House Republican Jim Banks is seeking an open Senate seat in Indiana while incumbent GOP incumbent Mike Braun is running for governor

INDIANAPOLIS (AP) — Republican Rep. Jim Banks, a struggling defense attorney for former President Donald Trump, announced this week that he is running for the U.S. Senate seat from Indiana, which is being vacated by GOP Senator Mike Braun.

Banks is the first candidate to officially enter the Senate race since Braun said in December he would forego reelection in 2024 and instead run for governor of Indiana. Banks’ announcement comes days after Donald Trump Jr. and the Washington-based anti-tax club Club for Growth began attacking former Indiana Gov. Mitch Daniels as insufficiently conservative while Daniels ponders whether he too seek a seat in the Senate.

Banks have criticized current Senate Republicans for working too hard with the Biden administration and allowing a massive $1.7 trillion spending bill to pass just before Christmas.

“I believe now more than ever that we need Senate conservatives to oppose rather than support the policies of radical Democrats,” Banks told the Associated Press. “The Republican primary voters are looking for a conservative fighter, someone to go to Washington and fight for Hoosier family values ​​and against the radical, socialist, and bright agenda that Democrats are pushing in Washington.”
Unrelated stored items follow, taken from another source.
use std::env;

#[derive(Debug, Clone, Copy, PartialEq, Eq)]
pub enum BenchTier {
    Quick,
    Full,
}

impl BenchTier {
    pub fn from_env() -> Self {
        match env::var("WORDMAZE_BENCH_TIER").as_deref() {
            Ok("full") => Self::Full,
            _ => Self::Quick,
        }
    }
}

/// Deterministic xorshift generator for synthetic pages.
#[derive(Clone)]
pub struct XorShift64 {
    state: u64,
}

impl XorShift64 {
    pub fn new(seed: u64) -> Self {
        Self { state: seed.max(1) }
    }

    pub fn next_u64(&mut self) -> u64 {
        let mut x = self.state;
        x ^= x << 13;
        x ^= x >> 7;
        x ^= x << 17;
        self.state = x;
        x
    }

    /// Uniform value in `[min, max]`.
    pub fn jitter(&mut self, min: f64, max: f64) -> f64 {
        let n = self.next_u64() as f64 / u64::MAX as f64;
        min + (max - min) * n
    }

    pub fn shuffle<T>(&mut self, items: &mut [T]) {
        for i in (1..items.len()).rev() {
            let j = (self.next_u64() % (i as u64 + 1)) as usize;
            items.swap(i, j);
        }
    }
}
//! Text block - vertically stacked lines forming a paragraph or column.

use serde::Serialize;

use crate::utils::{HasBBox, cmp_f64, union_rects};

use super::component::BoundingBox;
use super::textline::TextLine;
use super::word::Word;

/// A group of text lines in top-to-bottom order.
#[derive(Debug, Clone, PartialEq, Serialize)]
pub struct TextBlock {
    bbox: BoundingBox,
    lines: Vec<TextLine>,
}

impl TextBlock {
    /// Assembles a block from its member lines. Returns `None` for an empty set.
    ///
    /// Lines are sorted by top edge, then left edge, then baseline.
    pub fn from_lines(mut lines: Vec<TextLine>) -> Option<Self> {
        if lines.is_empty() {
            return None;
        }
        lines.sort_by(|a, b| {
            cmp_f64(a.y0(), b.y0())
                .then_with(|| cmp_f64(a.x0(), b.x0()))
                .then_with(|| cmp_f64(a.baseline(), b.baseline()))
        });
        let bbox = BoundingBox::enclosing(union_rects(lines.iter().map(|l| l.bbox().bbox()))?);
        Some(Self { bbox, lines })
    }

    pub fn bbox(&self) -> &BoundingBox {
        &self.bbox
    }

    pub fn lines(&self) -> &[TextLine] {
        &self.lines
    }

    /// Returns an iterator over lines in reading order.
    pub fn iter(&self) -> impl Iterator<Item = &TextLine> {
        self.lines.iter()
    }

    /// Returns an iterator over all words, line by line.
    pub fn iter_words(&self) -> impl Iterator<Item = &Word> {
        self.lines.iter().flat_map(|l| l.iter())
    }

    pub fn len(&self) -> usize {
        self.lines.len()
    }

    pub fn is_empty(&self) -> bool {
        self.lines.is_empty()
    }

    /// Lines joined by newlines.
    pub fn text(&self) -> String {
        self.lines
            .iter()
            .map(|l| l.text())
            .collect::<Vec<_>>()
            .join("\n")
    }
}

impl_has_bbox_delegate!(TextBlock, bbox);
Banks released a video announcement of the campaign, which sparks controversy over transgender girls’ sports, blames China for COVID-19 and claims “anti-Americanism” is being pushed in schools and the military, saying “the radical Democrats and the spineless Republicans will do everything they can to stop me.”

Banks, 43, was first elected to Congress in 2016 from a heavily Republican district in northeastern Indiana, a year after returning from an eight-month military deployment in Afghanistan with the Navy Reserve.

Since then, he has been a frequent guest on Fox News Channel and a Trump ally who voted against confirming Joe Biden’s victory in the presidential election after a mob of Trump supporters stormed the US Capitol on Jan. 6, 2021. Then-House Speaker Nancy Pelosi, the California Democrat, months later, Republican leader Kevin McCarthy opposed Banks’ election as the top GOP member on the committee investigating the deadly Capitol riot, citing the need to ” to protect the integrity” of the review.

Banks has supported McCarthy throughout his run for Speaker of the House this month and has maintained ties with Trump, visiting him since he left the White House and accompanying him on a trip to the US-Mexico border in 2021. Banks said that last week he told Trump – who won Indiana by a wide margin in 2016 and 2020 – about his decision to enter the Senate race.

“I told him I’d like his support and I hope he comes down to Indiana and fights with me,” Banks said. “I was proud to fight alongside him on the America First policy and agenda he pushed when he was president and I truly believe we must revisit that.”

Banks’ announcement could mark the start of a race for the Republican nomination in the GOP-dominated state, with one potential candidate being Ukrainian-born MP Victoria Spartz, who has been at times critical of Ukraine’s presidential administration since the Russian invasion Volodymyr Zelenskyy was Ukraine started last February.

But the biggest factor could be whether Daniels decides to enter the race. Daniels, 73, served two terms as governor with high approval ratings in 2013 and ended a decade as Purdue University’s high-profile president in late December.

Not waiting for Daniels’ decision, last week the conservative Club for Growth published an ad stretching back to his days as President George W. Bush’s Treasury Secretary, criticizing him for increasing the national debt. It calls Daniels an “old guard Republican who clings to the old ways of the bad old days.”

Club for Growth president David McIntosh, who was an Indiana congressman in the 1990s, said the well-funded group is “ready to spend whatever it takes to ensure Hoosiers have a conservative in this Senate seat.”

The group said Tuesday it supports Banks in the race.

“We really appreciate Jim Banks,” McIntosh said. “He’s that kind of new, young Republican leadership that people are looking for.”

Mark Lubbers, a longtime friend and advisor to Daniels, said the Club for Growth helped push failed Republican candidates forward as the party failed to retake the Senate in last year’s election.

“Sad to see that Jim Banks has joined them,” Lubbers said. “And apparently they think it’s political genius to poke the bear with a sharp stick. We’ll see how that works.”

From the archive (July 2021): What a congressman’s travels from Indiana to Bedminster, NJ, and the border with Mexico say about the future path of the Republican Party

Banks, who was 31 when he was first elected to the state Senate in 2010 while Daniels was governor, has been keen to heal political divisions.

His bureau Twitter account was suspended for a few weeks in 2021 after he responded to a post about Biden administration official Dr. Rachel Levine, who became the first transgender four-star officer in the U.S. uniformed services, responded by writing, “The title of first female four-star officer is hijacked by a man.”

Banks also opposed Indiana Gov. Eric Holcomb’s veto last year on a bill banning transgender women from participating in girls’ school sports. He urged state lawmakers, who later overrode the veto, to “send a message to the rest of the nation that Indiana values ​​women.”